# Mobile phone



## Zigg6100 (Apr 11, 2013)

Hi.

Just interested what mobile phone provider you guys are using.

I am getting a mobile phone service that will (obviously) give me phone/SMS but also data/internet. I am using a Samsung Galaxy smartphone.

Cheers
Zig


----------



## raconnor (Oct 30, 2012)

We have dual sim phones so we use globe and smart


----------



## jon1 (Mar 18, 2012)

Zigg6100 said:


> Hi.
> 
> Just interested what mobile phone provider you guys are using.
> 
> ...


Most providers have 3G data available (Smart charges 20p for 30 minutes). Depending on your destination, coverage can be spotty.

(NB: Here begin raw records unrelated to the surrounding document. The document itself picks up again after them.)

use crate::{CatalogError, CatalogSchema, FieldKind, Record, Result, parse_decimal};

/// One side of a numeric range
#[derive(Debug, Clone, Copy, PartialEq)]
pub enum Bound {
    /// No constraint on this side
    Open,
    /// Inclusive limit
    At(f64),
    /// Set from unparsable input; nothing satisfies it
    Never,
}

impl Bound {
    /// Empty input clears the bound, unparsable input closes it
    fn from_input(raw: &str) -> Self {
        if raw.trim().is_empty() {
            return Bound::Open;
        }
        match parse_decimal(raw) {
            Some(value) => Bound::At(value),
            None => Bound::Never,
        }
    }

    fn admits_from(self, value: f64) -> bool {
        match self {
            Bound::Open => true,
            Bound::At(limit) => value >= limit,
            Bound::Never => false,
        }
    }

    fn admits_to(self, value: f64) -> bool {
        match self {
            Bound::Open => true,
            Bound::At(limit) => value <= limit,
            Bound::Never => false,
        }
    }
}

#[derive(Debug, Clone, PartialEq)]
enum Criterion {
    /// Trimmed, lower-cased substring; empty matches anything
    Fragment(String),
    Range { from: Bound, to: Bound },
}

type Setter = fn(&mut Criterion, &str);

/// Filter key → (field, setter), built once per filter
#[derive(Debug, Clone)]
struct FilterEntry {
    key: String,
    field: usize,
    apply: Setter,
}

fn set_fragment(criterion: &mut Criterion, raw: &str) {
    if let Criterion::Fragment(fragment) = criterion {
        *fragment = raw.trim().to_lowercase();
    }
}

fn set_from(criterion: &mut Criterion, raw: &str) {
    if let Criterion::Range { from, .. } = criterion {
        *from = Bound::from_input(raw);
    }
}

fn set_to(criterion: &mut Criterion, raw: &str) {
    if let Criterion::Range { to, .. } = criterion {
        *to = Bound::from_input(raw);
    }
}

/// Query predicate over the fields of a [`Record`].
///
/// Text fields match by case-insensitive substring, number fields by an
/// inclusive range. Criteria are set by key: the field name for text fields
/// and `<name>From` / `<name>To` for number fields (keys are matched ignoring
/// ASCII case).
#[derive(Debug, Clone)]
pub struct Filter {
    names: Vec<String>,
    criteria: Vec<Criterion>,
    entries: Vec<FilterEntry>,
}

impl Filter {
    pub fn new(schema: &CatalogSchema) -> Self {
        let mut criteria = Vec::with_capacity(schema.len());
        let mut entries = Vec::new();

        for (field, spec) in schema.fields().iter().enumerate() {
            let setters: [Option<Setter>; 2] = match spec.kind {
                FieldKind::Text => {
                    criteria.push(Criterion::Fragment(String::new()));
                    [Some(set_fragment), None]
                }
                FieldKind::Number => {
                    criteria.push(Criterion::Range {
                        from: Bound::Open,
                        to: Bound::Open,
                    });
                    [Some(set_from), Some(set_to)]
                }
            };
            for (key, apply) in spec.filter_keys().into_iter().zip(setters.into_iter().flatten()) {
                entries.push(FilterEntry { key, field, apply });
            }
        }

        Self {
            names: schema.fields().iter().map(|f| f.name.clone()).collect(),
            criteria,
            entries,
        }
    }

    /// Update one criterion from raw user input.
    ///
    /// Input values never fail: text is normalized, an empty bound becomes
    /// [`Bound::Open`] and an unparsable bound becomes [`Bound::Never`]. Only
    /// a key the filter does not know is an error.
    pub fn set_field(&mut self, key: &str, raw: &str) -> Result<()> {
        let entry = self
            .entries
            .iter()
            .find(|e| e.key.eq_ignore_ascii_case(key))
            .ok_or_else(|| CatalogError::UnknownFilterKey(key.to_string()))?;
        (entry.apply)(&mut self.criteria[entry.field], raw);
        log::trace!("filter {} = {:?}", entry.key, self.criteria[entry.field]);
        Ok(())
    }

    /// Check a record against every criterion.
    ///
    /// Text criteria are checked first. A number field whose record text does
    /// not parse is an error, not a mismatch.
    pub fn is_match(&self, record: &Record) -> Result<bool> {
        for (field, criterion) in self.criteria.iter().enumerate() {
            if let Criterion::Fragment(fragment) = criterion
                && !fragment.is_empty()
                && !record.value(field).to_lowercase().contains(fragment.as_str())
            {
                return Ok(false);
            }
        }

        for (field, criterion) in self.criteria.iter().enumerate() {
            if let Criterion::Range { from, to } = criterion {
                let raw = record.value(field);
                let value = parse_decimal(raw).ok_or_else(|| CatalogError::InvalidNumber {
                    record: record.position(),
                    field: self.names[field].clone(),
                    value: raw.to_string(),
                })?;
                if !from.admits_from(value) || !to.admits_to(value) {
                    return Ok(false);
                }
            }
        }

        Ok(true)
    }

    /// Normalized fragment of a text field
    pub fn fragment(&self, name: &str) -> Option<&str> {
        match self.criterion(name)? {
            Criterion::Fragment(fragment) => Some(fragment),
            Criterion::Range { .. } => None,
        }
    }

    /// `(from, to)` of a number field
    pub fn bounds(&self, name: &str) -> Option<(Bound, Bound)> {
        match self.criterion(name)? {
            Criterion::Range { from, to } => Some((*from, *to)),
            Criterion::Fragment(_) => None,
        }
    }

    /// All keys accepted by [`Filter::set_field`]
    pub fn keys(&self) -> impl Iterator<Item = &str> {
        self.entries.iter().map(|e| e.key.as_str())
    }

    /// True when no criterion restricts anything
    pub fn is_unconstrained(&self) -> bool {
        self.criteria.iter().all(|c| match c {
            Criterion::Fragment(fragment) => fragment.is_empty(),
            Criterion::Range { from, to } => *from == Bound::Open && *to == Bound::Open,
        })
    }

    /// Whether this filter was built for `schema`
    pub fn fits(&self, schema: &CatalogSchema) -> bool {
        self.names.len() == schema.len()
            && schema
                .fields()
                .iter()
                .zip(&self.criteria)
                .zip(&self.names)
                .all(|((spec, criterion), name)| {
                    spec.name == *name
                        && matches!(
                            (spec.kind, criterion),
                            (FieldKind::Text, Criterion::Fragment(_))
                                | (FieldKind::Number, Criterion::Range { .. })
                        )
                })
    }

    fn criterion(&self, name: &str) -> Option<&Criterion> {
        let field = self.names.iter().position(|n| n == name)?;
        Some(&self.criteria[field])
    }
}
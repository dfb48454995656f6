use std::path::Path;
use std::sync::Arc;

use anyhow::{Context, Result};
use catalog::{CatalogSchema, DeclarativeQuery, FieldKind, Filter, Strategy};
use colored::Colorize;
use comfy_table::presets::UTF8_FULL_CONDENSED;
use comfy_table::{Cell, Color, ContentArrangement, Table};
use serde::Serialize;

use crate::OutputFormat;

#[derive(Debug, Serialize)]
pub struct CatalogInfo {
    pub source: String,
    pub root: String,
    pub record: String,
    pub records: usize,
    pub fields: Vec<FieldInfo>,
}

#[derive(Debug, Serialize)]
pub struct FieldInfo {
    pub name: String,
    pub element: String,
    pub kind: FieldKind,
    pub filter_keys: Vec<String>,
    /// Distinct values across the whole catalog; only for browsable fields
    pub distinct: Option<usize>,
}

pub fn execute(file: &Path, schema: Arc<CatalogSchema>, format: OutputFormat) -> Result<()> {
    let info = collect(file, schema)?;

    match format {
        OutputFormat::Text => output_text(&info),
        OutputFormat::Json => {
            println!("{}", serde_json::to_string_pretty(&info)?);
            Ok(())
        }
    }
}

/// Load the catalog and summarize it with an unconstrained query
pub fn collect(file: &Path, schema: Arc<CatalogSchema>) -> Result<CatalogInfo> {
    let mut strategy = DeclarativeQuery::new(schema.clone());
    strategy
        .load(file)
        .with_context(|| format!("Failed to load catalog: {}", file.display()))?;
    let result = strategy.filter_by(&Filter::new(&schema))?;

    let fields = schema
        .fields()
        .iter()
        .map(|spec| FieldInfo {
            name: spec.name.clone(),
            element: spec.element.clone(),
            kind: spec.kind,
            filter_keys: spec.filter_keys(),
            distinct: result.distinct(&spec.name).map(|values| values.len()),
        })
        .collect();

    Ok(CatalogInfo {
        source: file.display().to_string(),
        root: schema.root().to_string(),
        record: schema.record().to_string(),
        records: result.matches,
        fields,
    })
}

fn output_text(info: &CatalogInfo) -> Result<()> {
    println!("{}", "Catalog Summary".bold());

    let mut summary = Table::new();
    summary.load_preset(UTF8_FULL_CONDENSED);
    summary.set_content_arrangement(ContentArrangement::Dynamic);
    for (name, value) in [
        ("Source", info.source.clone()),
        ("Root", info.root.clone()),
        ("Record", info.record.clone()),
        ("Records", info.records.to_string()),
    ] {
        summary.add_row(vec![Cell::new(name).fg(Color::Cyan), Cell::new(value)]);
    }
    println!("{summary}");

    println!();
    println!("{}", "Fields".bold());

    let mut fields = Table::new();
    fields.load_preset(UTF8_FULL_CONDENSED);
    fields.set_content_arrangement(ContentArrangement::Dynamic);
    fields.set_header(vec!["Field", "Element", "Kind", "Filter keys", "Distinct"]);
    for field in &info.fields {
        let kind = match field.kind {
            FieldKind::Text => "text",
            FieldKind::Number => "number",
        };
        let distinct = field
            .distinct
            .map_or_else(|| "-".to_string(), |n| n.to_string());
        fields.add_row(vec![
            Cell::new(&field.name).fg(Color::Cyan),
            Cell::new(&field.element),
            Cell::new(kind),
            Cell::new(field.filter_keys.join(", ")),
            Cell::new(distinct),
        ]);
    }
    println!("{fields}");

    Ok(())
}

#[cfg(test)]
mod tests {
    use super::*;
    use std::path::PathBuf;

    fn data(name: &str) -> PathBuf {
        Path::new(env!("CARGO_MANIFEST_DIR")).join("../catalog/tests/data").join(name)
    }

    #[test]
    fn summarizes_disc_catalog() {
        let info = collect(&data("discs.xml"), Arc::new(CatalogSchema::discs())).unwrap();
        assert_eq!(info.root, "catalog");
        assert_eq!(info.record, "disc");
        assert_eq!(info.records, 5);

        let distinct: Vec<_> = info.fields.iter().map(|f| (f.name.as_str(), f.distinct)).collect();
        assert_eq!(
            distinct,
            [
                ("title", Some(5)),
                ("artist", Some(4)),
                ("description", None),
                ("genre", Some(3)),
                ("price", None),
                ("year", None),
            ]
        );
        assert_eq!(info.fields[4].filter_keys, ["priceFrom", "priceTo"]);
    }

    #[test]
    fn load_failure_names_the_file() {
        let err = collect(&data("missing.xml"), Arc::new(CatalogSchema::books())).unwrap_err();
        assert!(err.to_string().contains("missing.xml"));
    }
}
//! Episode player module
//!
//! This module provides the headless core of the episode feed:
//! - `PlaybackQueue`: ordered episodes and the current position
//! - `SourceController`: serialized source replacement for the visible slot
//! - `PreloadTrigger` / `PreloadManager`: warming the hidden neighbour slots
//! - `GestureMapper`: swipe samples to offsets and commits
//! - `ControlsTimer`: auto-hiding controls
//! - `PlayerSession`: the dispatcher tying them together
//! - `runtime`: the async driver running a session against video surfaces

mod controls;
mod episode;
mod error;
pub mod events;
pub mod gesture;
mod preload;
mod queue_navigator;
pub mod runtime;
mod session;
mod source_controller;
mod source_resolver;
mod spring;

pub use controls::{ControlsHidden, ControlsTimer, controls_channel};
pub use episode::{EffectiveEpisode, merge_watch_state};
pub use error::PlaybackError;
pub use events::{PlayerCommand, PlayerEvent, PlayerStatus, ReplaceTicket, SlotKind};
pub use gesture::{
    GestureMapper, GesturePhase, GestureSample, GestureState, SwipeDecision, SwipeDirection,
    decide_swipe,
};
pub use preload::{PreloadManager, PreloadSlot, PreloadTrigger, SlotState};
pub use queue_navigator::{AdjacentIndices, PlaybackQueue, resolve_index};
pub use runtime::{
    SessionHandle, SessionRuntimeHandle, SessionServices, SharedSessionState, Surfaces,
    VideoSurface, spawn_session,
};
pub use session::{PlayerSession, SessionEffect, SessionEvent, SessionOutput, SessionSnapshot};
pub use source_controller::{SourceController, SourcePhase, SourceState};
pub use source_resolver::{PLAYBACK_ID_PLACEHOLDER, resolve_uri};
pub use spring::{Spring, SpringParams};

I use Smart as they have good coverage most of the time. There are always the exception and the further remote you go the less chance of having 3G. Your Samsung Galaxy will work fine as long as it is a GSM phone (you insert a SIM). A SIM card costs less than $5 and you can load in 100, 300 or 500p increments. I usually use 500p or less a month. I go with the prepaid not a plan...


----------



## M.C.A. (Feb 24, 2013)

raconnor said:


> We have dual sim phones so we use globe and smart


Good idea dual Sim cards, we have the same thing but I live next to the Globe tower and I use that mainly, when I called the wife from the states the Smart tower was to far away and neither her or me call or talk or waste time with family members anywhere else in the Philippines or we probably would use Smart, Globe has been good to me the tower is just one block away.


----------



## Zigg6100 (Apr 11, 2013)

Thanks for your replies.
Our house is in Cavite (Imus) so there is where we will spend most of the time. My girlfriend is originally from Mindoro Island and have lots of family there and we will be there a bit as well. I also like to travel around and will be trying to get around the islands a fair bit.
As I work away overseas on oilrigs I will be using prepaid, rather than paying for a monthly plan when I am away from the Philippines.
Good idea using dual SIM phone.


----------